Lewy body disease, also called dementia with Lewy bodies, is a neurological disease that affects cognitive functions. It develops due to deposits of conglomerates proteins, Lewy bodies, in brain cells, thus disturbing the normal functioning of the brain. On some points, dementia with Lewy bodies is very similar to Alzheimer's disease
or Parkinson's disease
. It is distinguished by a generally more rapid and marked deterioration of mental faculties. Like other neurodegenerative dementias, it affects the elderly.
Symptoms of Lewy body disease are:
- a decrease in attention abilities, alertness, coupled with sleepiness;
- a loss of spatial reasoning;
- behavioral problems with delusions and misconceptions of realities;
- a progressive loss of intellectual function: practical reasoning, language, making simple calculations;
- a progressive deterioration of memory;
- occasionally, visual hallucinations;
- depressive symptoms;
- extrapyramidal syndrome (which is similar to Parkinson's disease) with tremors, difficulty in movement and walking and contracted muscles;
- repeated falls.
The intensity of these symptoms varies greatly one day to another.

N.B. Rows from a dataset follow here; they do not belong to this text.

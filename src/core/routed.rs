//! One sink bound to its thresholds

use super::error::Result;
use super::filter::FilterTable;
use super::level::{Severity, Threshold};
use super::record::Record;
use super::sink::Sink;
use std::fmt;
use std::sync::Arc;

/// A sink bound to its default threshold and per-logger overrides.
///
/// Cloning is cheap: the sink and filter table are shared.
#[derive(Clone)]
pub struct RoutedLogger {
    sink: Arc<dyn Sink>,
    filters: Arc<FilterTable>,
    default_threshold: Threshold,
    threshold: Threshold,
}

impl RoutedLogger {
    pub fn new(sink: Arc<dyn Sink>, default_threshold: Threshold, filters: FilterTable) -> Self {
        Self::with_shared_filters(sink, default_threshold, Arc::new(filters))
    }

    pub fn with_shared_filters(
        sink: Arc<dyn Sink>,
        default_threshold: Threshold,
        filters: Arc<FilterTable>,
    ) -> Self {
        Self {
            sink,
            filters,
            default_threshold,
            threshold: default_threshold,
        }
    }

    /// Route for a named logger.
    ///
    /// An entry for `name` in the filter table replaces the threshold;
    /// otherwise the sink default applies. `self` is left untouched.
    #[must_use]
    pub fn derive(&self, name: Option<&str>) -> RoutedLogger {
        let threshold = name
            .and_then(|name| self.filters.get(name))
            .unwrap_or(self.default_threshold);

        RoutedLogger {
            sink: Arc::clone(&self.sink),
            filters: Arc::clone(&self.filters),
            default_threshold: self.default_threshold,
            threshold,
        }
    }

    #[inline]
    pub fn accepts(&self, level: Severity) -> bool {
        self.threshold.allows(level)
    }

    /// Write the record if its severity passes; dropped records are `Ok`.
    pub fn write(&self, record: &Record) -> Result<()> {
        if !self.accepts(record.level) {
            return Ok(());
        }
        self.sink.write(record)
    }

    pub fn threshold(&self) -> Threshold {
        self.threshold
    }

    pub fn default_threshold(&self) -> Threshold {
        self.default_threshold
    }

    pub fn filters(&self) -> &FilterTable {
        &self.filters
    }

    pub fn sink(&self) -> &Arc<dyn Sink> {
        &self.sink
    }
}

impl fmt::Debug for RoutedLogger {
    fn fmt(&self, f: &mut fmt::Formatter<'_>) -> fmt::Result {
        f.debug_struct("RoutedLogger")
            .field("sink", &self.sink.name())
            .field("default_threshold", &self.default_threshold)
            .field("threshold", &self.threshold)
            .field("filters", &self.filters.len())
            .finish()
    }
}

#[cfg(test)]
mod tests {
    use super::*;
    use crate::core::sink::SinkKind;
    use parking_lot::Mutex;

    #[derive(Default)]
    struct Collect {
        levels: Mutex<Vec<Severity>>,
    }

    impl Sink for Collect {
        fn write(&self, record: &Record) -> Result<()> {
            self.levels.lock().push(record.level);
            Ok(())
        }

        fn flush(&self) -> Result<()> {
            Ok(())
        }

        fn name(&self) -> &str {
            "collect"
        }

        fn kind(&self) -> SinkKind {
            SinkKind::Console
        }
    }

    #[test]
    fn test_override_beats_default() {
        let filters: FilterTable = [("db", Threshold::AllowDebug)].into_iter().collect();
        let route = RoutedLogger::new(Arc::new(Collect::default()), Threshold::AllowError, filters);

        let db = route.derive(Some("db"));
        assert!(db.accepts(Severity::Debug));
        assert!(!route.accepts(Severity::Debug));
    }

    #[test]
    fn test_unknown_name_falls_back_to_default() {
        let filters: FilterTable = [("db", Threshold::AllowDebug)].into_iter().collect();
        let route = RoutedLogger::new(Arc::new(Collect::default()), Threshold::AllowWarn, filters);

        let api = route.derive(Some("api"));
        assert_eq!(api.threshold(), Threshold::AllowWarn);
        assert_eq!(route.derive(None).threshold(), Threshold::AllowWarn);
    }

    #[test]
    fn test_derive_shares_sink_and_keeps_parent() {
        let filters: FilterTable = [("db", Threshold::AllowDebug)].into_iter().collect();
        let route = RoutedLogger::new(Arc::new(Collect::default()), Threshold::AllowError, filters);

        let db = route.derive(Some("db"));
        assert_eq!(route.threshold(), Threshold::AllowError);
        assert!(Arc::ptr_eq(db.sink(), route.sink()));
        assert_eq!(db.sink().name(), "collect");
    }

    #[test]
    fn test_write_drops_below_threshold() {
        let sink = Arc::new(Collect::default());
        let route = RoutedLogger::new(sink.clone(), Threshold::AllowWarn, FilterTable::new());

        route.write(&Record::new(Severity::Info, "quiet")).unwrap();
        route.write(&Record::new(Severity::Error, "loud")).unwrap();

        assert_eq!(*sink.levels.lock(), vec![Severity::Error]);
    }
}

The diagnosis is made after the examination of the patient: the assessment of cognitive and motor capacities and the elimination of other possible disorders, the symptoms of Lewy body disease being quite similar to those of other neurological disorders. A grouping of evidence confirms the diagnosis, and is often reinforced by a number of neuropsychological tests to assess all of the above capabilities in the individual.
Lewy body disease has, to date, no known cure, which causes problems, especially since it is rapidly evolving. The treatment will be symptomatic and will hope to slow the progression and improve cognitive abilities. Physiotherapy allows the patient to fight against motor disorders. Antipsychotics should not be used, as an abnormal use of this substance may cause its over-accumulation in the body.